All of these changes and others may make sense in the abstract, but ensuring they actually achieve their goals involves leaping over numerous hurdles, which range from simple logistics to the complex psychology of change management.

Take the concept of interprofessional, team-based training. Despite the widely acknowledged need for such training, it is often very difficult to coordinate the schedules of medical students and residents with advanced practice nursing and pharmacy students.

In addition, new teaching methods and curricula can place extraordinary demands on faculty time and mental energy. “Gone are the days when I walk in with a PowerPoint that I’ve used for years,” says Vant Hul. “I have to emotionally and creatively prepare, which takes time. I have never done so much work in my life.”

Then there’s the crucial question of whether or not the work is paying off in better-prepared students. Vlahov says, “There is literature looking at online/hybrid versus traditional methods that shows equivalent comprehension and greater retention.”

Nevertheless, some instructors say, the new methods also open avenues for some of teaching’s timeless challenges.
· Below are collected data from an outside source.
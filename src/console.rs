use std::io::{self, BufRead, Write};

use anyhow::Result;
use tracing::debug;

use crate::alarm::controller::AlarmHandle;
use crate::config::Settings;

const HELP: &str = "\
commands:
  start [TIME]    arm the alarm (optionally setting the time first)
  stop            cancel the alarm or kill the running command
  time TEXT       set the alarm time, e.g. 10:30 AM
  command TEXT    set the command to run
  show            print the current time and command
  help            print this message
  quit            stop everything and exit";

#[derive(Debug, Clone, PartialEq, Eq)]
pub enum ConsoleCommand {
    Start(Option<String>),
    Stop,
    SetTime(String),
    SetCommand(String),
    Show,
    Help,
    Quit,
    Empty,
}

pub fn parse_line(line: &str) -> Result<ConsoleCommand, String> {
    let line = line.trim();
    let (word, rest) = match line.split_once(char::is_whitespace) {
        Some((word, rest)) => (word, rest.trim()),
        None => (line, ""),
    };
    let argument = (!rest.is_empty()).then(|| rest.to_string());

    match word.to_ascii_lowercase().as_str() {
        "" => Ok(ConsoleCommand::Empty),
        "start" => Ok(ConsoleCommand::Start(argument)),
        "stop" => Ok(ConsoleCommand::Stop),
        "time" => argument
            .map(ConsoleCommand::SetTime)
            .ok_or_else(|| "usage: time TEXT".to_string()),
        "command" | "cmd" => argument
            .map(ConsoleCommand::SetCommand)
            .ok_or_else(|| "usage: command TEXT".to_string()),
        "show" => Ok(ConsoleCommand::Show),
        "help" | "?" => Ok(ConsoleCommand::Help),
        "quit" | "exit" => Ok(ConsoleCommand::Quit),
        other => Err(format!("unknown command '{other}', type 'help'")),
    }
}

/// The two editable fields of the console, as in the settings defaults.
#[derive(Debug, Clone)]
pub struct Fields {
    pub time: String,
    pub command: String,
}

impl From<&Settings> for Fields {
    fn from(settings: &Settings) -> Self {
        Self {
            time: settings.time.clone(),
            command: settings.command.clone(),
        }
    }
}

/// Reads commands until `quit` or end of input, then returns so the caller
/// can shut the controller down.
pub fn run_console(
    handle: &AlarmHandle,
    mut fields: Fields,
    input: impl BufRead,
    mut output: impl Write,
) -> Result<()> {
    writeln!(output, "wakeup: type 'help' for commands")?;
    for line in input.lines() {
        let line = line?;
        let command = match parse_line(&line) {
            Ok(command) => command,
            Err(message) => {
                writeln!(output, "{message}")?;
                continue;
            }
        };
        debug!(?command, "console command");
        match command {
            ConsoleCommand::Empty => {}
            ConsoleCommand::Start(time) => {
                if let Some(time) = time {
                    fields.time = time;
                }
                handle.start(fields.time.clone(), fields.command.clone())?;
            }
            ConsoleCommand::Stop => handle.stop()?,
            ConsoleCommand::SetTime(time) => fields.time = time,
            ConsoleCommand::SetCommand(command) => fields.command = command,
            ConsoleCommand::Show => {
                writeln!(output, "time:    {}", fields.time)?;
                writeln!(output, "command: {}", fields.command)?;
            }
            ConsoleCommand::Help => writeln!(output, "{HELP}")?,
            ConsoleCommand::Quit => break,
        }
        output.flush()?;
    }
    Ok(())
}

pub fn run_stdin_console(handle: &AlarmHandle, fields: Fields) -> Result<()> {
    run_console(handle, fields, io::stdin().lock(), io::stdout())
}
Pam Bellefeuille with students “Students seem very excited about the flipped classroom and really engaged in the content during class, but we don’t know if they learned more than the traditional format. Also, the faculty don’t know if the students watched the assigned videos before they attended the small seminar classes,” says Alkon. “I think we may need to assess their knowledge on the preassigned lecture material – maybe something as simple as a quiz when they enter class – or explore new methods to evaluate their preparation.”

Finally, even if the logistical and bureaucratic hurdles prove manageable and the methods show improvement over traditional classes, cultural and institutional change is hard. Faculty members are often very tied to methods and curricula they’ve dedicated their careers to developing. Similarly, students often have a particular set of expectations when they apply to a school, especially one with UCSF’s reputation.

“Online education is very controversial here,” says Martin-Holland. “Students come here wanting face-to-face interactions with the faculty; they want a high-touch environment. Having said this, students also have indicated to us they enjoy and find their learning enhanced by using several of the flipped-classroom techniques employed by many of our faculty. The right mix for us seems to be to use a variety of learning strategies that engage students in active learning, while preserving face-to-face learning environments in which students connect with our faculty. Students see our faculty as role models, experts and facilitators of their learning.”

For faculty, Vlahov says it’s essential to provide institutional support for their efforts to evaluate and implement change – and to understand this is an ongoing process.

“It’s not fair to ask faculty content experts – who already have busy teaching loads – to also be advanced instructional designers and programmers,” says Vlahov. “We need to bring in outside expertise where necessary and be deliberate in our choices. We can’t do everything all at once. That’s why in speaking with both faculty and students, it’s important to be clear about the vision and mindful of the support services that are needed. We know some faculty who are early adopters become faculty champions, such as Annette Carley, who has taken a lead in helping to coordinate School faculty with other UCSF resources to accelerate adoption of new modes of educational delivery. Others are drawn back towards what’s comfortable. In change management, there is always that uncomfortable stage where both groups exist in nearly equal numbers; we’re trying to find the proper balance.”